"Why should you feel responsible?"
"It's the water supply. Typhoid. If I had been there I should have had it looked into. I had started an investigation but there was no one to push it. And now there are a dozen cases. Eric Brand's little wife, Beulah, and old Peter Bower, and the mother of little François."
"And you are thinking that you ought to go down?"
"Yes."
"I don't see how I can let you go. It doesn't make much difference where people are sick, Brooks, there's always so much for us doctors to do."
"But if I could be spared——"
"You can't, Brooks. I am sorry. But I've learned to depend on you."
The older man laid his hand affectionately on the shoulder of the younger. If for the moment Richard felt beneath the softness of that touch the iron glove of one who expected obedience from a subordinate, he did not show it by word or glance.
They talked of other things after that, and presently Richard wandered off to find Eve. He passed beyond the terraces to the garden. He felt tired and depressed. The fragrance of the roses was heavy and almost overpowering. There was a stone bench set in the midst of a tangle of bloom. He sank down on it, asking nothing better than to sit there alone and think it out.

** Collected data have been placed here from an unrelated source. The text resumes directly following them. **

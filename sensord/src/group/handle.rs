//! GroupHandle - client interface to a group registrar

use std::time::Duration;

use tokio::sync::mpsc;
use tokio::sync::mpsc::error::TrySendError;
use tracing::debug;

use crate::actor::{ActorId, ExitWatch, ReplyTo};
use crate::device::{DeviceHandle, TrackDevice};
use crate::error::{RegistryError, RegistryResponse};

use super::messages::{GroupMessage, ReplyDeviceList, RespondAllTemperatures};

/// Extra time a caller waits beyond the query deadline before giving up on the response
pub const CALLER_GRACE: Duration = Duration::from_secs(1);

/// Cloneable reference to a live group registrar
#[derive(Debug, Clone)]
pub struct GroupHandle {
    group_id: String,
    tx: mpsc::Sender<GroupMessage>,
    exit: ExitWatch,
    query_timeout: Duration,
}

impl GroupHandle {
    pub(crate) fn new(
        group_id: String,
        tx: mpsc::Sender<GroupMessage>,
        exit: ExitWatch,
        query_timeout: Duration,
    ) -> Self {
        Self {
            group_id,
            tx,
            exit,
            query_timeout,
        }
    }

    pub fn id(&self) -> ActorId {
        self.exit.id()
    }

    pub fn group_id(&self) -> &str {
        &self.group_id
    }

    pub fn exit_watch(&self) -> ExitWatch {
        self.exit.clone()
    }

    pub fn has_exited(&self) -> bool {
        self.exit.has_exited()
    }

    /// Default deadline for aggregate reads through this handle
    pub fn query_timeout(&self) -> Duration {
        self.query_timeout
    }

    /// Send a raw message to the registrar
    pub async fn send(&self, msg: GroupMessage) -> RegistryResponse<()> {
        self.tx
            .send(msg)
            .await
            .map_err(|_| RegistryError::MailboxClosed(format!("group {}", self.group_id)))
    }

    /// Enqueue a message without waiting for room in the mailbox
    pub fn try_send(&self, msg: GroupMessage) -> RegistryResponse<()> {
        self.tx.try_send(msg).map_err(|e| match e {
            TrySendError::Full(_) => RegistryError::MailboxFull(format!("group {}", self.group_id)),
            TrySendError::Closed(_) => RegistryError::MailboxClosed(format!("group {}", self.group_id)),
        })
    }

    /// Register a device in this group and return its handle
    pub async fn track_device(&self, device_id: &str) -> RegistryResponse<DeviceHandle> {
        debug!(group_id = %self.group_id, %device_id, "GroupHandle::track_device: called");
        let (reply_to, reply_rx) = ReplyTo::once();
        self.send(GroupMessage::TrackDevice(TrackDevice {
            group_id: self.group_id.clone(),
            device_id: device_id.to_string(),
            reply_to,
        }))
        .await?;

        let registered = reply_rx
            .await
            .map_err(|_| RegistryError::NoReply(format!("device {}-{}", self.group_id, device_id)))?;
        Ok(registered.device)
    }

    /// List the device ids currently tracked by the group
    pub async fn list_devices(&self, request_id: u64) -> RegistryResponse<ReplyDeviceList> {
        debug!(group_id = %self.group_id, request_id, "GroupHandle::list_devices: called");
        let (reply_to, reply_rx) = ReplyTo::once();
        self.send(GroupMessage::ListDevices { request_id, reply_to }).await?;
        reply_rx
            .await
            .map_err(|_| RegistryError::NoReply(format!("group {}", self.group_id)))
    }

    /// Read every device in the group using the default deadline
    pub async fn request_all_temperatures(&self, request_id: u64) -> RegistryResponse<RespondAllTemperatures> {
        self.request_all_temperatures_with_timeout(request_id, self.query_timeout)
            .await
    }

    /// Read every device in the group within `timeout`
    ///
    /// The caller waits `timeout + CALLER_GRACE` at most, since a query that dies
    /// before answering never sends anything.
    pub async fn request_all_temperatures_with_timeout(
        &self,
        request_id: u64,
        timeout: Duration,
    ) -> RegistryResponse<RespondAllTemperatures> {
        debug!(group_id = %self.group_id, request_id, ?timeout, "GroupHandle::request_all_temperatures: called");
        let (reply_to, reply_rx) = ReplyTo::once();
        self.send(GroupMessage::RequestAllTemperatures {
            request_id,
            reply_to,
            timeout,
        })
        .await?;

        debug!(request_id, "GroupHandle::request_all_temperatures: waiting for reply");
        match tokio::time::timeout(timeout + CALLER_GRACE, reply_rx).await {
            Ok(Ok(response)) => Ok(response),
            Ok(Err(_)) | Err(_) => Err(RegistryError::NoReply(format!(
                "temperature query {} in group {}",
                request_id, self.group_id
            ))),
        }
    }

    /// Ask the registrar to stop (its cells stop with it)
    pub async fn stop(&self) -> RegistryResponse<()> {
        debug!(group_id = %self.group_id, "GroupHandle::stop: called");
        self.send(GroupMessage::Stop).await
    }

    /// Wait until the registrar has exited
    pub async fn stopped(&self) {
        self.exit.clone().exited().await
    }
}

He felt at this moment, strongly, what had come to him many times during the winter—that he was not in any sense his own master. Austin directed, controlled, commanded. For the opportunity which he had given young Brooks he expected the return of acquiescence. Thus it happened that Richard found less of big things and more of little ones in his life than he had anticipated. There had been times when the moral side of a case had appealed to him more than the medical, when he had been moved by generosities such as had moved his grandfather, when he had wanted to be human rather than professional, and always he had found Austin blocking his idealistic impulses, scoffing at the things he had valued, imposing upon him a somewhat hard philosophy in the place of a living faith. It seemed to Richard that in his profession, as well as in his love affair, he was no longer meeting life with a direct glance.